Comentando sobre o maior objetivo do RTG, Luiz ecoa o que seu técnico sempre ensinou.

“A gente quer mostrar o basquete pra gurizada, que ali tem um futuro. E, claro, na comunidade onde a gente mora tem muito trafico, e então tentamos fazer com que a gurizada não vá por esse lado. A gente tem exemplos no nosso time de guris que são mais precários, que a vida é mais dura, e o nosso time tenta ajudar eles.”

“Nosso time tenta ser, pra quem se empenha, pra quem merece, pra quem precisa, uma família.”

Filosofia essa que Carlinhos trabalha com palestras recorrentes e também com o auxílio do time que atualmente joga e ajudou a formar, o Panteras Negras.

“A gente tem um valor humano gigante no time.” Ele complementa. “A galera aprende a compartilhar tudo, desde a bolacha, não aceito nenhum atleta meu levar uma bolacha e não dividir com o time todo.”

Essa união reflete na relação dos alunos com o time. Gabriel de Quadros, estudante de 16 anos, passou por um dos momentos mais difíceis da vida no final de 2019, quando perdeu a avó, e foi amparado pelos companheiros de quadra.

“Eu vi que tinha alguém do meu lado pra me apoiar e foi nisso que eu me levantei.” Disse Gabriel. “Desde que eu entrei lá, aprendi realmente o que quer dizer família.

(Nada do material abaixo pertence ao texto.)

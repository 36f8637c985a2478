use crate::game::Color;

/// A token falling into place, one row per frame. It starts on the preview
/// line above the board and stops on the row the engine placed it on.
#[derive(Debug, Clone, Copy, PartialEq, Eq)]
pub struct DropAnimation {
    pub column: usize,
    pub row: usize,
    pub color: Color,
    remaining: usize,
}

impl DropAnimation {
    pub fn new(column: usize, row: usize, color: Color, height: usize) -> Self {
        DropAnimation {
            column,
            row,
            color,
            remaining: height.saturating_sub(row),
        }
    }

    /// Row the token is drawn on this frame. Equal to the board height while
    /// it is still on the preview line.
    pub fn visual_row(&self) -> usize {
        self.row + self.remaining
    }

    /// Advance one frame; returns true once the token has landed.
    pub fn step(&mut self) -> bool {
        self.remaining = self.remaining.saturating_sub(1);
        self.landed()
    }

    pub fn landed(&self) -> bool {
        self.remaining == 0
    }
}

Independente se a gente perdesse ou ganhasse algum jogo, a gente sempre estava lá pra ajudar um ao outro.”

Mas se fora da quadra o RTG tem objetivos que vão além do basquete, dentro dela eles são movidos pelo que move todos os atletas.

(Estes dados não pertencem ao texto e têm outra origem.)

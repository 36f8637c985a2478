use std::fmt;

use super::Color;
use crate::error::MoveError;

/// Read view of a single grid position.
#[derive(Debug, Clone, Copy, PartialEq, Eq, Hash)]
pub enum Cell {
    Empty,
    Token(Color),
    /// Sentinel for coordinates outside the board, so line scans can walk off
    /// the edge without bounds checks.
    OutOfRange,
}

impl Cell {
    /// The token color, if this cell holds one
    pub fn color(self) -> Option<Color> {
        match self {
            Cell::Token(color) => Some(color),
            Cell::Empty | Cell::OutOfRange => None,
        }
    }
}

/// A `width x height` grid of holes. Columns are filled bottom-up and row 0
/// is the bottom row.
#[derive(Debug, Clone, PartialEq, Eq)]
pub struct Grid {
    width: usize,
    height: usize,
    /// Column-major: cell `(column, row)` lives at `column * height + row`.
    cells: Vec<Option<Color>>,
    /// Per-column fill counter, also the row index the next token lands on.
    heights: Vec<usize>,
}

impl Grid {
    /// Create a new empty grid
    pub fn new(width: usize, height: usize) -> Self {
        Grid {
            width,
            height,
            cells: vec![None; width * height],
            heights: vec![0; width],
        }
    }

    pub fn width(&self) -> usize {
        self.width
    }

    pub fn height(&self) -> usize {
        self.height
    }

    /// Get the cell at a position. Any coordinate outside the board yields
    /// `Cell::OutOfRange`.
    pub fn occupant(&self, column: isize, row: isize) -> Cell {
        if column < 0 || row < 0 {
            return Cell::OutOfRange;
        }
        let (column, row) = (column as usize, row as usize);
        if column >= self.width || row >= self.height {
            return Cell::OutOfRange;
        }
        match self.cells[column * self.height + row] {
            Some(color) => Cell::Token(color),
            None => Cell::Empty,
        }
    }

    /// Number of tokens stacked in a column (0 for columns outside the board)
    pub fn column_height(&self, column: usize) -> usize {
        self.heights.get(column).copied().unwrap_or(0)
    }

    /// Check if a column is full. Columns outside the board count as full.
    pub fn is_column_full(&self, column: usize) -> bool {
        match self.heights.get(column) {
            Some(&filled) => filled >= self.height,
            None => true,
        }
    }

    /// Drop a token in a column, returns the row where it landed
    pub fn place(&mut self, column: usize, color: Color) -> Result<usize, MoveError> {
        if column >= self.width {
            return Err(MoveError::InvalidColumn {
                column,
                width: self.width,
            });
        }

        let row = self.heights[column];
        if row >= self.height {
            return Err(MoveError::ColumnFull { column });
        }

        self.cells[column * self.height + row] = Some(color);
        self.heights[column] += 1;
        Ok(row)
    }

    /// Check if every hole is occupied
    pub fn is_full(&self) -> bool {
        self.heights.iter().all(|&filled| filled >= self.height)
    }

    /// Total number of tokens on the board
    pub fn token_count(&self) -> usize {
        self.heights.iter().sum()
    }
}

/// Text rendering, top row first: `Y`/`R` for tokens, `.` for empty holes.
impl fmt::Display for Grid {
    fn fmt(&self, f: &mut fmt::Formatter<'_>) -> fmt::Result {
        for row in (0..self.height).rev() {
            let line: String = (0..self.width)
                .map(|column| match self.cells[column * self.height + row] {
                    Some(color) => color.symbol(),
                    None => '.',
                })
                .collect();
            writeln!(f, "{line}")?;
        }
        Ok(())
    }
}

“A gente quer mostrar pra times grandes de Porto Alegre que estamos vindo bem, que temos atletas em condições de jogar em um patamar mais alto, que eles podem sair até pra fora, pra outros lugares do país.” Disse Luiz.

Atualmente esperando para estrear na segunda edição da Liga de Basquete Amador de Porto Alegre, que deve acontecer apenas na segunda metade por conta da pandemia do Covid-19, a equipe do RTG já participou de diversos torneios sub-18 e teve algumas experiências no cenário adulto da capital.

“Quatro atletas foram jogar no União, tenho atletas em Santa Catarina, as coisas estão expandindo”. Comentou Carlinhos. “Esse ano era o ano que entramos pras competições de verdade, como equipe mesmo.”

Apaixonado pelo basquete desde criança, Carlinhos não se tornou profissional, o que era seu sonho, mas ajudou a construir muitos outros que, talvez sem ele — e sem o basquete –, teriam se perdido.

A equipe do RTG é mais um exemplo de como o esporte muda vidas, e de como os erros dentro de quadra podem levar ao sucesso fora dela.